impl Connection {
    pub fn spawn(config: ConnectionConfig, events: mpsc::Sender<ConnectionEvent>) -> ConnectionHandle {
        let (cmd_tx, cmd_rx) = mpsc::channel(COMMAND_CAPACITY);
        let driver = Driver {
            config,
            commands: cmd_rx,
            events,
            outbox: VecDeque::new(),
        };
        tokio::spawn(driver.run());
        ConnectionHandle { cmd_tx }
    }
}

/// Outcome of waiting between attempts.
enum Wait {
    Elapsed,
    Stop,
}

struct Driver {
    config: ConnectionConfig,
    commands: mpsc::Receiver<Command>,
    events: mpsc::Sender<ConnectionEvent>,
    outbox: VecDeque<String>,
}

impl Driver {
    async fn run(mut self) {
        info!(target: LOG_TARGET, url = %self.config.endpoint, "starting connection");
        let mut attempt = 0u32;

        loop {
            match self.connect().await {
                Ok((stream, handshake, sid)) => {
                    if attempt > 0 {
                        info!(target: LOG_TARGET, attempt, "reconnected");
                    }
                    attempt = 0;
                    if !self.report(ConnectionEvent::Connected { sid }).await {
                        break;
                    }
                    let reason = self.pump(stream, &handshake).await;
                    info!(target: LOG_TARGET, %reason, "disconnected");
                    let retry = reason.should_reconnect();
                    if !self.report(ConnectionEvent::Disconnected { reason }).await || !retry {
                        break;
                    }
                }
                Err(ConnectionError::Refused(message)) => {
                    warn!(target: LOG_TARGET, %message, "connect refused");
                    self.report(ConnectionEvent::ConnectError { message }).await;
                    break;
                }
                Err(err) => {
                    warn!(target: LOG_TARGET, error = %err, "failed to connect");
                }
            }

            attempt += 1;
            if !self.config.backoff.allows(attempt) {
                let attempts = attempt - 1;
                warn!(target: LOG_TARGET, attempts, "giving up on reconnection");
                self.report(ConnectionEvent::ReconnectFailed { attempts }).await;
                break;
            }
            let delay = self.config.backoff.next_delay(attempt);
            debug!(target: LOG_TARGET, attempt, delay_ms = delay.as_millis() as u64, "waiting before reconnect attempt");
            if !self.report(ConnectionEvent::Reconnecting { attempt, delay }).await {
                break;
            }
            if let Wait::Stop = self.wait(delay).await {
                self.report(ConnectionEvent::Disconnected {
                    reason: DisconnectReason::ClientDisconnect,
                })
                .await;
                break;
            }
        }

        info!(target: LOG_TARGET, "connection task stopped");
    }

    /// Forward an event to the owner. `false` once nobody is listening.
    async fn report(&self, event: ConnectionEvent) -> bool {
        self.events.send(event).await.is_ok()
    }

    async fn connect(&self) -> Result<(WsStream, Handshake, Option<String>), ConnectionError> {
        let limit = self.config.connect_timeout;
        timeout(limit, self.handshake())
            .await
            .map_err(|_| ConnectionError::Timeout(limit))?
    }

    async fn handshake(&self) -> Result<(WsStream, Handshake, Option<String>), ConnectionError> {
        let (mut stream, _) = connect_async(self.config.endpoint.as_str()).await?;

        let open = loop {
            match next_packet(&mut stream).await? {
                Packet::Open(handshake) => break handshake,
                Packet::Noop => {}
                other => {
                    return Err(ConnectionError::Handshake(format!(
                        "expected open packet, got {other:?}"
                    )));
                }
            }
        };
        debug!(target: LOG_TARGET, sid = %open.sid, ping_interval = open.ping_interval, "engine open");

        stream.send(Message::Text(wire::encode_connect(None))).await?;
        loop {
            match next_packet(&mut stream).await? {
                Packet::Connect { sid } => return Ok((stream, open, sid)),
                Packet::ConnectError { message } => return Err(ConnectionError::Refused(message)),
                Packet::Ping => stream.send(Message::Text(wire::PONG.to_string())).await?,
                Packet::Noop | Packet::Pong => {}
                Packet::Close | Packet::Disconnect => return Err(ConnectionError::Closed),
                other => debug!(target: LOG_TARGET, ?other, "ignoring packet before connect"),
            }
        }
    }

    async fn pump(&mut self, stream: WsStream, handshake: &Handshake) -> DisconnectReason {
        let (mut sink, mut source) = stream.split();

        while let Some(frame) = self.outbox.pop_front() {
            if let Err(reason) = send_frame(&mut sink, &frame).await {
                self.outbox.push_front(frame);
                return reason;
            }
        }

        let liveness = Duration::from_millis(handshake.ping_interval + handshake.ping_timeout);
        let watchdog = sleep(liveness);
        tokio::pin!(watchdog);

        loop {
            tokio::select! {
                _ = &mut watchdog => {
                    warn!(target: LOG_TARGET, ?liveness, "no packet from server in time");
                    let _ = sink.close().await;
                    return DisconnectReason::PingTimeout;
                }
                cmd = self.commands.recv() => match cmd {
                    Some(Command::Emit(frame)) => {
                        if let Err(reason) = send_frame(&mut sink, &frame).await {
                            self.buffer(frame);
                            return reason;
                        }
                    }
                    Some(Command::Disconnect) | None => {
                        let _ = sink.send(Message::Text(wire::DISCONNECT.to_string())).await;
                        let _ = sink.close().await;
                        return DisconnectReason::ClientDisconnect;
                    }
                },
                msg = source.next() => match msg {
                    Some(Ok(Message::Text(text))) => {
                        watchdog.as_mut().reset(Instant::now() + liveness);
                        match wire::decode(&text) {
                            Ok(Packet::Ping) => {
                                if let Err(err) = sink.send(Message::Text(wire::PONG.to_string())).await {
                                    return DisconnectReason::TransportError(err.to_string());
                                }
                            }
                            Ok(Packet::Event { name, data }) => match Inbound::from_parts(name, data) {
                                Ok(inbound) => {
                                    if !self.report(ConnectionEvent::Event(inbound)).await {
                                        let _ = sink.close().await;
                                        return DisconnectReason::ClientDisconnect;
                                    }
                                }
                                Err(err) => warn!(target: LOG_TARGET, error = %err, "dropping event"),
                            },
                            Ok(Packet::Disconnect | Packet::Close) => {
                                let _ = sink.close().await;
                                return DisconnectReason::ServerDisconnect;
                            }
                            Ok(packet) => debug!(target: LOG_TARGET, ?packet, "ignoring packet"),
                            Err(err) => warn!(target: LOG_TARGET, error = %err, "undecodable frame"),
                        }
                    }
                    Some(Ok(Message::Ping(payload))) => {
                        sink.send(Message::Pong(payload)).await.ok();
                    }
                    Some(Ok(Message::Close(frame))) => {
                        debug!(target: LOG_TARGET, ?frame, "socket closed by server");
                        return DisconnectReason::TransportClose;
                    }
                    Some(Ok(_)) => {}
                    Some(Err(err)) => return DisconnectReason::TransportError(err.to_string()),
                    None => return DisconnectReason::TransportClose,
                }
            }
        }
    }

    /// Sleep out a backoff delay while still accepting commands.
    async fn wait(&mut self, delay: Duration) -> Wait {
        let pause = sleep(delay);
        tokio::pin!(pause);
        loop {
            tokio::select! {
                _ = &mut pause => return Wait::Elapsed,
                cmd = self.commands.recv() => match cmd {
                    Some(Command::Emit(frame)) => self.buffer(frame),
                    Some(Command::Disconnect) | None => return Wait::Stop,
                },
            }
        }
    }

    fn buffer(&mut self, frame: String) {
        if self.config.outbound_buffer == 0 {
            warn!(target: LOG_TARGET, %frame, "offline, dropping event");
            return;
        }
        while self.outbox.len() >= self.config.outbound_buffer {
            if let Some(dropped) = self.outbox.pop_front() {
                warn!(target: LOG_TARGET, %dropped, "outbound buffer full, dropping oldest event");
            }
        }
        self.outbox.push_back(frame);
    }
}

───

| How to complete this task |
Could you please copy the lines above exactly, beginning at the first and ending at the line that contains "info!(target: LOG_TARGET, url"?

| Response to this exercise |
impl Connection {
    pub fn spawn(config: ConnectionConfig, events: mpsc::Sender<ConnectionEvent>) -> ConnectionHandle {
        let (cmd_tx, cmd_rx) = mpsc::channel(COMMAND_CAPACITY);
        let driver = Driver {
            config,
            commands: cmd_rx,
            events,
            outbox: VecDeque::new(),
        };
        tokio::spawn(driver.run());
        ConnectionHandle { cmd_tx }
    }
}

/// Outcome of waiting between attempts.
enum Wait {
    Elapsed,
    Stop,
}

struct Driver {
    config: ConnectionConfig,
    commands: mpsc::Receiver<Command>,
    events: mpsc::Sender<ConnectionEvent>,
    outbox: VecDeque<String>,
}

impl Driver {
    async fn run(mut self) {
        info!(target: LOG_TARGET, url = %self.config.endpoint, "starting connection");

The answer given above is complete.